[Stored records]
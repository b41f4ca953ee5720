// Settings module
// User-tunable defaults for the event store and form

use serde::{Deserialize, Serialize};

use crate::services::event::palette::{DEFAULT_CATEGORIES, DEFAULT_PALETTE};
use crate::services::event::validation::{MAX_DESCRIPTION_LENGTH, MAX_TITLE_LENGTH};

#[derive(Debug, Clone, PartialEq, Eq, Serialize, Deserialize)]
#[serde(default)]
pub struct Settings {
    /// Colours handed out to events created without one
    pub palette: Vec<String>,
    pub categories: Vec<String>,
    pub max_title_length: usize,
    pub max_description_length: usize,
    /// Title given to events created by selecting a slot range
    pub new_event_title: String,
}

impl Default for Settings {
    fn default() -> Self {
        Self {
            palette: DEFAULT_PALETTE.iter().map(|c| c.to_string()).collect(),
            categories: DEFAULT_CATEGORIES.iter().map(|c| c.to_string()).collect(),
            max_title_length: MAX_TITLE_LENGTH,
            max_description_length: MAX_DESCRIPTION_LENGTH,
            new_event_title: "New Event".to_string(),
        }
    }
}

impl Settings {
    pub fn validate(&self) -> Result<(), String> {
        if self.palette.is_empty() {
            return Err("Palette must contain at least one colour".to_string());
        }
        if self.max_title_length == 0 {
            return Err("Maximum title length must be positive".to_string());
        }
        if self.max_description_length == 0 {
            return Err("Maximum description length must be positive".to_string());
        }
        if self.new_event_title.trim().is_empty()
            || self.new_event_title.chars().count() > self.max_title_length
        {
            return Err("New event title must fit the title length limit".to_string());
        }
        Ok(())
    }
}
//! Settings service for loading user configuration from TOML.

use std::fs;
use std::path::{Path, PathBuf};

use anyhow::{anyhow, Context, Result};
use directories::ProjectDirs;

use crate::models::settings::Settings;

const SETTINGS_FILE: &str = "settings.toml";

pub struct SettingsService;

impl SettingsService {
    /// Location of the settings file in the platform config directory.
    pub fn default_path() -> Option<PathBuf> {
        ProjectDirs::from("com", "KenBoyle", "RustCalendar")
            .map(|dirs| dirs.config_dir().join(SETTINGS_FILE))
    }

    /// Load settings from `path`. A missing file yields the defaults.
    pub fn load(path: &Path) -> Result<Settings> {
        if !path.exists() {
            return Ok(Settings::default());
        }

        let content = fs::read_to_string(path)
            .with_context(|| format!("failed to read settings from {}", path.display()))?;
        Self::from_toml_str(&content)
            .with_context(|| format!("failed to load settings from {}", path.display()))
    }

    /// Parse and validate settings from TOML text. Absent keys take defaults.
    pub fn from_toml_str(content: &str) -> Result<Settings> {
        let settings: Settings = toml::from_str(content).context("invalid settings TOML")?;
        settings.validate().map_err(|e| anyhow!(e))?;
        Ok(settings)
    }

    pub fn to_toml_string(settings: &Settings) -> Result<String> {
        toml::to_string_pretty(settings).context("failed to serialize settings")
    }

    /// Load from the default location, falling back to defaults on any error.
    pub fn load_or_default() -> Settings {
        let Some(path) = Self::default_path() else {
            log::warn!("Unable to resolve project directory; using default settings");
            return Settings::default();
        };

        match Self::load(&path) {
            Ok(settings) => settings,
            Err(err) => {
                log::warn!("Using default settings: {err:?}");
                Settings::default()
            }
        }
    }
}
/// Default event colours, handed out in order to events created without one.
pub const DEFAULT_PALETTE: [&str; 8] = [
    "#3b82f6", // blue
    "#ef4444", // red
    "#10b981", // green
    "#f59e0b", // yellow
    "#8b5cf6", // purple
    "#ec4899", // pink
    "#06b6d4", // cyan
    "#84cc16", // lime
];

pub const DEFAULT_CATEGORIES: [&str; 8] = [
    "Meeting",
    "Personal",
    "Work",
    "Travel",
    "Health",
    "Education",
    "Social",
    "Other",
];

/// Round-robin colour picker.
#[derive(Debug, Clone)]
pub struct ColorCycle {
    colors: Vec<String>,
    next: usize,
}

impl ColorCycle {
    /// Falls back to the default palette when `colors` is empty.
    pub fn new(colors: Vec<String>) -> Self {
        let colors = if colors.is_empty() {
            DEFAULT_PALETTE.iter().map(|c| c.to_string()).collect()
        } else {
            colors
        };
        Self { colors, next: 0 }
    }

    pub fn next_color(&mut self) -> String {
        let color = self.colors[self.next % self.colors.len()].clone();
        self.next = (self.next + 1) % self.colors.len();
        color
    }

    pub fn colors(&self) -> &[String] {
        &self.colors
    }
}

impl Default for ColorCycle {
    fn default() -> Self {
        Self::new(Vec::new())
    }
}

--

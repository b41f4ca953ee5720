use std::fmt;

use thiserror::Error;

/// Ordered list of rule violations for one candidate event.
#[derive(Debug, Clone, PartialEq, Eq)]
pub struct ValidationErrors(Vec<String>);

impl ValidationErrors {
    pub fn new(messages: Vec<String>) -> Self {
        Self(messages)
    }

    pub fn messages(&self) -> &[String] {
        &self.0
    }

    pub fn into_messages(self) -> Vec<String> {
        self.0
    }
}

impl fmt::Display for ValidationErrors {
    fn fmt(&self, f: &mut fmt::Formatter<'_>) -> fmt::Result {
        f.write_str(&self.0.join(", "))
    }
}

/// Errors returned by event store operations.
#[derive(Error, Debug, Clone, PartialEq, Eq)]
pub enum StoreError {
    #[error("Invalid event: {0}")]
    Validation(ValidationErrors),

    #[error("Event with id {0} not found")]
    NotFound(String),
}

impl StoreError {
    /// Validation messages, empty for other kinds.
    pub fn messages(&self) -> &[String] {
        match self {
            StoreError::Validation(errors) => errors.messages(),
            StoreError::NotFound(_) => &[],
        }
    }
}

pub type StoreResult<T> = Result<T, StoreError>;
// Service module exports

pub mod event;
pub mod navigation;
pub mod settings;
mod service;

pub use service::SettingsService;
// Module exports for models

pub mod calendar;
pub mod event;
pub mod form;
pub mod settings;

> EXERCISE DESCRIPTION: Select the lines from the entries that include the word "models".

> RESPONSE BOX:
use crate::models::settings::Settings;
// Module exports for models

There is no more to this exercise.